Se volvió a mí con una ceja en alto, sorprendido.

–¿Te estás declarando? –Preguntó más sorprendido que divertido o agradecido.

–Más o menos. –Me pasé la mano por la frente–. No se me dan bien estas cosas.

–Mejor que a mí sí. –Dijo, algo más calmado, caminando de vuelta a mí. Dejamos que pasase una persona que no nos dirigió una sola mirada y cuando al fin estuvo lejos, suspiré mirando al canal.

–Sé mío. Mi novio. Mi pareja. No lo dijo para que vayas por ahí presentándome como tal. Sé que eso no puede ser, y tampoco espero que me pongas un anillo en el dedo o algo parecido. –Chasqueé la lengua–. Solo quiero darle una forma definida a lo que tenemos. Ni siquiera sé porqué lo necesito. Supongo que es innato.

–Supongo. –Dijo, corroborando mis palabras. Cuando le miré le encontré mirando como yo, absorto, el canal.

–¿Y bien?

–¿Y bien qué? –Preguntó, como sacado precipitadamente de sus pensamientos.

–¿Qué contestas a ello? –Pregunté, sintiendo que me ardía la piel.

–Tendré que pensarlo. –Dijo, mordiéndose el labio mientras me miraba con picardía.
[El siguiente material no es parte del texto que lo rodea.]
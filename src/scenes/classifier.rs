use log::debug;

use crate::automation::context::AutomationContext;
use crate::automation::detection::{Detection, Readings};
use crate::scenes::registry::{Registry, Scene, ScenePattern};

/// Probe every element the registry refers to, once each.
///
/// Failed probes come back absent. Present elements update the context's
/// last-seen cache.
pub fn survey(registry: &Registry, ctx: &mut AutomationContext) -> Readings {
    let mut readings = Readings::new();
    for element in registry.referenced_elements() {
        let detection = ctx.probe(element, element.confidence);
        if let Some(point) = detection.point {
            ctx.remember(&element.name, point);
        }
        readings.insert(element.name.clone(), detection);
    }
    readings
}

fn is_present(element: &str, pattern: &ScenePattern, readings: &Readings) -> bool {
    let Some(detection) = readings.get(element) else {
        return false;
    };
    match (pattern.confidence_for(element), detection.score) {
        (Some(threshold), Some(score)) => score > threshold,
        (Some(_), None) => false,
        (None, _) => detection.present,
    }
}

pub fn pattern_matches(pattern: &ScenePattern, readings: &Readings) -> bool {
    pattern
        .requirements()
        .all(|(element, wanted)| is_present(element, pattern, readings) == wanted)
}

/// First registered scene whose pattern holds, else `Unknown`.
pub fn select_scene(registry: &Registry, readings: &Readings) -> Scene {
    registry
        .scenes()
        .iter()
        .find(|entry| pattern_matches(&entry.pattern, readings))
        .map(|entry| entry.scene)
        .unwrap_or(Scene::Unknown)
}

pub fn classify(registry: &Registry, ctx: &mut AutomationContext) -> Scene {
    let readings = survey(registry, ctx);
    let scene = select_scene(registry, &readings);
    debug!(
        "Classified {} ({} of {} elements present)",
        scene,
        readings.values().filter(|d: &&Detection| d.present).count(),
        readings.len()
    );
    scene
}
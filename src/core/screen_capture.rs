use anyhow::{anyhow, Context, Result};
use image::RgbaImage;

use crate::core::coords::PixelRect;

/// Source of screen pixels for the detector.
pub trait ScreenCapture {
    /// Pixel size of the primary display.
    fn screen_size(&mut self) -> Result<(u32, u32)>;

    /// Capture `region` of the primary display, or all of it when `None`.
    fn capture(&mut self, region: Option<PixelRect>) -> Result<RgbaImage>;
}

/// Captures the primary monitor through xcap.
#[derive(Default)]
pub struct XcapScreen;

impl XcapScreen {
    pub fn new() -> Self {
        Self
    }

    fn grab_primary(&self) -> Result<RgbaImage> {
        let monitors = xcap::Monitor::all().map_err(|e| anyhow!("Failed to list monitors: {}", e))?;
        let monitor = pick_primary(&monitors, |m| m.is_primary().unwrap_or(false))
            .ok_or_else(|| anyhow!("No monitor available for capture"))?;
        let frame = monitor
            .capture_image()
            .map_err(|e| anyhow!("Failed to capture monitor: {}", e))?;

        RgbaImage::from_raw(frame.width(), frame.height(), frame.into_raw())
            .context("Captured frame has an invalid buffer size")
    }
}

impl ScreenCapture for XcapScreen {
    fn screen_size(&mut self) -> Result<(u32, u32)> {
        let frame = self.grab_primary()?;
        Ok(frame.dimensions())
    }

    fn capture(&mut self, region: Option<PixelRect>) -> Result<RgbaImage> {
        let frame = self.grab_primary()?;
        match region {
            None => Ok(frame),
            Some(rect) => crop_frame(&frame, rect),
        }
    }
}

/// The primary entry, or the first one when none says it is primary.
fn pick_primary<T>(monitors: &[T], is_primary: impl Fn(&T) -> bool) -> Option<&T> {
    monitors.iter().find(|m| is_primary(*m)).or_else(|| monitors.first())
}

/// Cut `rect` out of a full frame, rejecting rectangles that leave it.
pub fn crop_frame(frame: &RgbaImage, rect: PixelRect) -> Result<RgbaImage> {
    let (frame_w, frame_h) = frame.dimensions();
    if rect.right > frame_w || rect.bottom > frame_h {
        return Err(anyhow!(
            "Region {} is out of frame bounds ({}x{})",
            rect,
            frame_w,
            frame_h
        ));
    }
    Ok(image::imageops::crop_imm(frame, rect.left, rect.top, rect.width(), rect.height()).to_image())
}

#[cfg(test)]
mod tests {
    use super::*;
    use image::Rgba;

    #[test]
    fn crop_keeps_pixels_at_offset() {
        let mut frame = RgbaImage::new(10, 10);
        frame.put_pixel(6, 7, Rgba([255, 0, 0, 255]));

        let rect = PixelRect {
            left: 5,
            top: 5,
            right: 9,
            bottom: 9,
        };
        let crop = crop_frame(&frame, rect).unwrap();

        assert_eq!(crop.dimensions(), (4, 4));
        assert_eq!(crop.get_pixel(1, 2), &Rgba([255, 0, 0, 255]));
    }

    #[test]
    fn crop_rejects_out_of_bounds_region() {
        let frame = RgbaImage::new(10, 10);
        let rect = PixelRect {
            left: 5,
            top: 5,
            right: 11,
            bottom: 9,
        };
        assert!(crop_frame(&frame, rect).is_err());
    }

    #[test]
    fn primary_monitor_wins_over_order() {
        let monitors = [("left", false), ("main", true), ("right", false)];
        let picked = pick_primary(&monitors, |m| m.1).unwrap();
        assert_eq!(picked.0, "main");
    }

    #[test]
    fn falls_back_to_first_monitor() {
        let monitors = [("left", false), ("right", false)];
        assert_eq!(pick_primary(&monitors, |m| m.1).unwrap().0, "left");
        let none: [(&str, bool); 0] = [];
        assert!(pick_primary(&none, |m| m.1).is_none());
    }
}
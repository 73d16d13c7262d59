pub mod classifier;
pub mod dispatcher;
pub mod handlers;
pub mod registry;
pub mod metrics;
pub mod tracing;

pub use metrics::{Metrics, MetricsError};
pub use tracing::{init_observability, ObservabilityError};
use thiserror::Error;
use tracing::info;
use tracing_subscriber::{
    fmt::format::FmtSpan, layer::SubscriberExt, util::SubscriberInitExt, EnvFilter,
};

#[derive(Debug, Error)]
pub enum ObservabilityError {
    #[error("Failed to initialize tracing subscriber: {0}")]
    TracingInit(String),
    #[error("Configuration error: {0}")]
    Config(String),
}

/// Initialize structured logging
///
/// `RUST_LOG` wins over `log_level` when set. Log lines go to stderr so
/// command output on stdout stays clean.
pub fn init_observability(
    service_name: &str,
    log_level: &str,
    enable_json_logging: bool,
) -> Result<(), ObservabilityError> {
    let env_filter = build_env_filter(
        service_name,
        log_level,
        std::env::var(EnvFilter::DEFAULT_ENV).ok(),
    )?;

    let result = if enable_json_logging {
        tracing_subscriber::registry()
            .with(env_filter)
            .with(
                tracing_subscriber::fmt::layer()
                    .json()
                    .with_current_span(false)
                    .with_span_list(false)
                    .with_target(false)
                    .with_writer(std::io::stderr)
                    .with_span_events(FmtSpan::NONE),
            )
            .try_init()
    } else {
        // Human-readable formatter for interactive use
        tracing_subscriber::registry()
            .with(env_filter)
            .with(
                tracing_subscriber::fmt::layer()
                    .with_target(false)
                    .with_thread_ids(false)
                    .with_thread_names(false)
                    .with_file(false)
                    .with_line_number(false)
                    .with_writer(std::io::stderr)
                    .with_span_events(FmtSpan::NONE),
            )
            .try_init()
    };

    result.map_err(|e| ObservabilityError::TracingInit(e.to_string()))?;

    info!("Observability initialized for {}", service_name);
    Ok(())
}

/// `env_directives` holds the value of `RUST_LOG`, if any
fn build_env_filter(
    service_name: &str,
    log_level: &str,
    env_directives: Option<String>,
) -> Result<EnvFilter, ObservabilityError> {
    if let Some(filter) = env_directives.and_then(|d| EnvFilter::try_new(d).ok()) {
        return Ok(filter);
    }

    EnvFilter::try_new(format!(
        "{}={},reqwest=warn,hyper=warn",
        service_name.replace('-', "_"),
        log_level
    ))
    .map_err(|e| ObservabilityError::Config(format!("Invalid log level '{}': {}", log_level, e)))
}

#[cfg(test)]
mod tests {
    use super::*;

    #[test]
    fn test_build_env_filter_accepts_levels() {
        for level in ["trace", "debug", "info", "warn", "error"] {
            assert!(build_env_filter("rocketshoes-cart", level, None).is_ok());
        }
    }

    #[test]
    fn test_build_env_filter_rejects_garbage() {
        let result = build_env_filter("rocketshoes-cart", "verbose", None);
        assert!(matches!(result, Err(ObservabilityError::Config(_))));
    }

    #[test]
    fn test_env_directives_take_precedence() {
        let filter =
            build_env_filter("rocketshoes-cart", "verbose", Some("rocketshoes_cart=debug".to_string()))
                .unwrap();
        assert_eq!(filter.to_string(), "rocketshoes_cart=debug");
    }

    #[test]
    fn test_unparsable_env_directives_fall_back_to_level() {
        let filter =
            build_env_filter("rocketshoes-cart", "info", Some("rocketshoes_cart=loudest".to_string())).unwrap();
        assert!(filter.to_string().contains("rocketshoes_cart=info"));
    }

    #[test]
    fn test_second_init_fails_cleanly() {
        let _ = init_observability("rocketshoes-cart", "info", false);
        let second = init_observability("rocketshoes-cart", "info", true);
        assert!(matches!(second, Err(ObservabilityError::TracingInit(_))));
    }
}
Yo le golpeé el brazo sorprendiéndole y haciéndole desternillarse–. ¡Es broma! –Se apresuró a decir mientras se desternillaba y avanzaba hacia casa. Yo le seguí unos pasos por detrás hasta saltar sobre él y me recogió en su espalda, con sus manos bajo mis muslos. Caminamos de vuelta a casa con mi rostro escondido en su cuello y él susurrándome dulces disculpas.